+++ Data records +++

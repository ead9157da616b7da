use crate::search::{Cost, Domain, Edge, Operators};

pub const TILES_ONE_MOVE_TEXT: &str = include_str!(concat!(
    env!("CARGO_MANIFEST_DIR"),
    "/benchmarks/tiles/one-move.txt"
));

pub const TILES_EASY_TEXT: &str = include_str!(concat!(
    env!("CARGO_MANIFEST_DIR"),
    "/benchmarks/tiles/easy.txt"
));

pub const TILES_UNSOLVABLE_TEXT: &str = include_str!(concat!(
    env!("CARGO_MANIFEST_DIR"),
    "/benchmarks/tiles/unsolvable-2x2.txt"
));

pub const DOCK_ROBOT_ONE_BOX_TEXT: &str = include_str!(concat!(
    env!("CARGO_MANIFEST_DIR"),
    "/benchmarks/dock-robot/one-box.txt"
));

pub const DOCK_ROBOT_STACKS_TEXT: &str = include_str!(concat!(
    env!("CARGO_MANIFEST_DIR"),
    "/benchmarks/dock-robot/stacks.txt"
));

pub const TRAFFIC_STRAIGHT_TEXT: &str = include_str!(concat!(
    env!("CARGO_MANIFEST_DIR"),
    "/benchmarks/traffic/straight.txt"
));

pub const TRAFFIC_OBSTACLES_TEXT: &str = include_str!(concat!(
    env!("CARGO_MANIFEST_DIR"),
    "/benchmarks/traffic/obstacles.txt"
));

#[derive(Debug, Clone, PartialEq)]
pub struct GraphState {
    pub node: usize,
}

#[derive(Debug, Clone, Copy, PartialEq, Eq)]
pub enum GraphOper {
    Nop,
    Edge(usize),
}

/// An explicit directed graph with per-node heuristic values, small enough
/// to check search behaviour by hand.
#[derive(Debug)]
pub struct GraphDomain {
    edges: Vec<Vec<(usize, Cost)>>,
    h: Vec<Cost>,
    start: usize,
    goal: usize,
}

impl GraphDomain {
    pub fn new(num_nodes: usize, edges: &[(usize, usize, f64)], h: &[f64], goal: usize) -> Self {
        assert_eq!(h.len(), num_nodes);
        let mut adjacency = vec![vec![]; num_nodes];
        for &(from, to, cost) in edges {
            adjacency[from].push((to, Cost::from(cost)));
        }
        Self {
            edges: adjacency,
            h: h.iter().copied().map(Cost::from).collect(),
            start: 0,
            goal,
        }
    }

    fn edge_cost(&self, from: usize, to: usize) -> Option<Cost> {
        self.edges[from]
            .iter()
            .find(|(target, _)| *target == to)
            .map(|(_, cost)| *cost)
    }
}

impl Domain for GraphDomain {
    type State = GraphState;
    type PackedState = usize;
    type Oper = GraphOper;
    type Undo = usize;

    fn nop(&self) -> GraphOper {
        GraphOper::Nop
    }

    fn initial_state(&self) -> GraphState {
        GraphState { node: self.start }
    }

    fn operators(&self, state: &GraphState) -> Operators<GraphOper> {
        self.edges[state.node]
            .iter()
            .map(|(to, _)| GraphOper::Edge(*to))
            .collect()
    }

    fn apply(&self, state: &mut GraphState, op: GraphOper) -> Edge<GraphOper, usize> {
        let GraphOper::Edge(to) = op else {
            panic!("Nop applied to {:?}", state);
        };
        let from = state.node;
        let cost = self
            .edge_cost(from, to)
            .unwrap_or_else(|| panic!("{:?} not applicable in {:?}", op, state));
        state.node = to;
        let revop = match self.edge_cost(to, from) {
            Some(_) => GraphOper::Edge(from),
            None => GraphOper::Nop,
        };
        Edge {
            cost,
            revop,
            undo: from,
        }
    }

    fn revert(&self, state: &mut GraphState, edge: Edge<GraphOper, usize>) {
        state.node = edge.undo;
    }

    fn pack(&self, state: &GraphState) -> usize {
        state.node
    }

    fn unpack(&self, packed: &usize) -> GraphState {
        GraphState { node: *packed }
    }

    fn hash(&self, packed: &usize) -> u64 {
        *packed as u64
    }

    fn h(&self, state: &GraphState) -> Cost {
        self.h[state.node]
    }

    fn d(&self, state: &GraphState) -> Cost {
        self.h[state.node]
    }

    fn is_goal(&self, state: &GraphState) -> bool {
        state.node == self.goal
    }

    fn num_states_hint(&self) -> Option<usize> {
        Some(self.edges.len())
    }
}

/// 0 -> {1, 2} -> 3, goal 3. The cheap branch is listed first.
pub fn diamond_graph() -> GraphDomain {
    GraphDomain::new(
        4,
        &[(0, 1, 1.), (0, 2, 2.), (1, 3, 1.), (2, 3, 1.), (1, 0, 1.)],
        &[2., 1., 1., 0.],
        3,
    )
}

/// S=0, A=1, B=2, C=3, G=4. Greedy reaches C through A first with cost 11
/// and later finds the path through B with cost 2.
pub fn reopening_graph() -> GraphDomain {
    GraphDomain::new(
        5,
        &[(0, 1, 1.), (0, 2, 1.), (1, 3, 10.), (2, 3, 1.), (3, 4, 1.)],
        &[3., 1., 2., 3., 0.],
        4,
    )
}

/// Like [`reopening_graph`], but node 3 is expanded through the expensive
/// branch 0 -> 1 -> 3 before the cheap branch 0 -> 2 -> 4 -> 3 reaches it,
/// so it has to come back from the closed list. Goal 6 lies behind 3 and 5.
pub fn closed_reopening_graph() -> GraphDomain {
    GraphDomain::new(
        7,
        &[
            (0, 1, 1.),
            (0, 2, 1.),
            (1, 3, 10.),
            (2, 4, 1.),
            (4, 3, 1.),
            (3, 5, 1.),
            (5, 6, 1.),
        ],
        &[9., 1., 3., 0.5, 4., 5., 0.],
        6,
    )
}

/// 0 -> 1 -> dead end, goal 2 is unreachable.
pub fn dead_end_graph() -> GraphDomain {
    GraphDomain::new(3, &[(0, 1, 1.)], &[0., 0., 0.], 2)
}

/// A ring of `n` nodes with edges both ways, goal opposite the start.
/// Heuristic is zero everywhere, so real-time search has to learn.
pub fn ring_graph(n: usize) -> GraphDomain {
    let mut edges = vec![];
    for i in 0..n {
        edges.push((i, (i + 1) % n, 1.));
        edges.push(((i + 1) % n, i, 1.));
    }
    GraphDomain::new(n, &edges, &vec![0.; n], n / 2)
}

+++

▶ _What you are asked to do_
Could you give the records again, exactly as they appear?

▶ _Result for this task_
repository ead9157da616b7da
use crate::search::{Cost, Domain, Edge, Operators};

pub const TILES_ONE_MOVE_TEXT: &str = include_str!(concat!(
    env!("CARGO_MANIFEST_DIR"),
    "/benchmarks/tiles/one-move.txt"
));

pub const TILES_EASY_TEXT: &str = include_str!(concat!(
    env!("CARGO_MANIFEST_DIR"),
    "/benchmarks/tiles/easy.txt"
));

pub const TILES_UNSOLVABLE_TEXT: &str = include_str!(concat!(
    env!("CARGO_MANIFEST_DIR"),
    "/benchmarks/tiles/unsolvable-2x2.txt"
));

pub const DOCK_ROBOT_ONE_BOX_TEXT: &str = include_str!(concat!(
    env!("CARGO_MANIFEST_DIR"),
    "/benchmarks/dock-robot/one-box.txt"
));

pub const DOCK_ROBOT_STACKS_TEXT: &str = include_str!(concat!(
    env!("CARGO_MANIFEST_DIR"),
    "/benchmarks/dock-robot/stacks.txt"
));

pub const TRAFFIC_STRAIGHT_TEXT: &str = include_str!(concat!(
    env!("CARGO_MANIFEST_DIR"),
    "/benchmarks/traffic/straight.txt"
));

pub const TRAFFIC_OBSTACLES_TEXT: &str = include_str!(concat!(
    env!("CARGO_MANIFEST_DIR"),
    "/benchmarks/traffic/obstacles.txt"
));

#[derive(Debug, Clone, PartialEq)]
pub struct GraphState {
    pub node: usize,
}

#[derive(Debug, Clone, Copy, PartialEq, Eq)]
pub enum GraphOper {
    Nop,
    Edge(usize),
}

/// An explicit directed graph with per-node heuristic values, small enough
/// to check search behaviour by hand.
#[derive(Debug)]
pub struct GraphDomain {
    edges: Vec<Vec<(usize, Cost)>>,
    h: Vec<Cost>,
    start: usize,
    goal: usize,
}

impl GraphDomain {
    pub fn new(num_nodes: usize, edges: &[(usize, usize, f64)], h: &[f64], goal: usize) -> Self {
        assert_eq!(h.len(), num_nodes);
        let mut adjacency = vec![vec![]; num_nodes];
        for &(from, to, cost) in edges {
            adjacency[from].push((to, Cost::from(cost)));
        }
        Self {
            edges: adjacency,
            h: h.iter().copied().map(Cost::from).collect(),
            start: 0,
            goal,
        }
    }

    fn edge_cost(&self, from: usize, to: usize) -> Option<Cost> {
        self.edges[from]
            .iter()
            .find(|(target, _)| *target == to)
            .map(|(_, cost)| *cost)
    }
}

impl Domain for GraphDomain {
    type State = GraphState;
    type PackedState = usize;
    type Oper = GraphOper;
    type Undo = usize;

    fn nop(&self) -> GraphOper {
        GraphOper::Nop
    }

    fn initial_state(&self) -> GraphState {
        GraphState { node: self.start }
    }

    fn operators(&self, state: &GraphState) -> Operators<GraphOper> {
        self.edges[state.node]
            .iter()
            .map(|(to, _)| GraphOper::Edge(*to))
            .collect()
    }

    fn apply(&self, state: &mut GraphState, op: GraphOper) -> Edge<GraphOper, usize> {
        let GraphOper::Edge(to) = op else {
            panic!("Nop applied to {:?}", state);
        };
        let from = state.node;
        let cost = self
            .edge_cost(from, to)
            .unwrap_or_else(|| panic!("{:?} not applicable in {:?}", op, state));
        state.node = to;
        let revop = match self.edge_cost(to, from) {
            Some(_) => GraphOper::Edge(from),
            None => GraphOper::Nop,
        };
        Edge {
            cost,
            revop,
            undo: from,
        }
    }

    fn revert(&self, state: &mut GraphState, edge: Edge<GraphOper, usize>) {
        state.node = edge.undo;
    }

    fn pack(&self, state: &GraphState) -> usize {
        state.node
    }

    fn unpack(&self, packed: &usize) -> GraphState {
        GraphState { node: *packed }
    }

    fn hash(&self, packed: &usize) -> u64 {
        *packed as u64
    }

    fn h(&self, state: &GraphState) -> Cost {
        self.h[state.node]
    }

    fn d(&self, state: &GraphState) -> Cost {
        self.h[state.node]
    }

    fn is_goal(&self, state: &GraphState) -> bool {
        state.node == self.goal
    }

    fn num_states_hint(&self) -> Option<usize> {
        Some(self.edges.len())
    }
}

/// 0 -> {1, 2} -> 3, goal 3. The cheap branch is listed first.
pub fn diamond_graph() -> GraphDomain {
    GraphDomain::new(
        4,
        &[(0, 1, 1.), (0, 2, 2.), (1, 3, 1.), (2, 3, 1.), (1, 0, 1.)],
        &[2., 1., 1., 0.],
        3,
    )
}

/// S=0, A=1, B=2, C=3, G=4. Greedy reaches C through A first with cost 11
/// and later finds the path through B with cost 2.
pub fn reopening_graph() -> GraphDomain {
    GraphDomain::new(
        5,
        &[(0, 1, 1.), (0, 2, 1.), (1, 3, 10.), (2, 3, 1.), (3, 4, 1.)],
        &[3., 1., 2., 3., 0.],
        4,
    )
}

/// Like [`reopening_graph`], but node 3 is expanded through the expensive
/// branch 0 -> 1 -> 3 before the cheap branch 0 -> 2 -> 4 -> 3 reaches it,
/// so it has to come back from the closed list. Goal 6 lies behind 3 and 5.
pub fn closed_reopening_graph() -> GraphDomain {
    GraphDomain::new(
        7,
        &[
            (0, 1, 1.),
            (0, 2, 1.),
            (1, 3, 10.),
            (2, 4, 1.),
            (4, 3, 1.),
            (3, 5, 1.),
            (5, 6, 1.),
        ],
        &[9., 1., 3., 0.5, 4., 5., 0.],
        6,
    )
}

/// 0 -> 1 -> dead end, goal 2 is unreachable.
pub fn dead_end_graph() -> GraphDomain {
    GraphDomain::new(3, &[(0, 1, 1.)], &[0., 0., 0.], 2)
}

/// A ring of `n` nodes with edges both ways, goal opposite the start.
/// Heuristic is zero everywhere, so real-time search has to learn.
pub fn ring_graph(n: usize) -> GraphDomain {
    let mut edges = vec![];
    for i in 0..n {
        edges.push((i, (i + 1) % n, 1.));
        edges.push(((i + 1) % n, i, 1.));
    }
    GraphDomain::new(n, &edges, &vec![0.; n], n / 2)
}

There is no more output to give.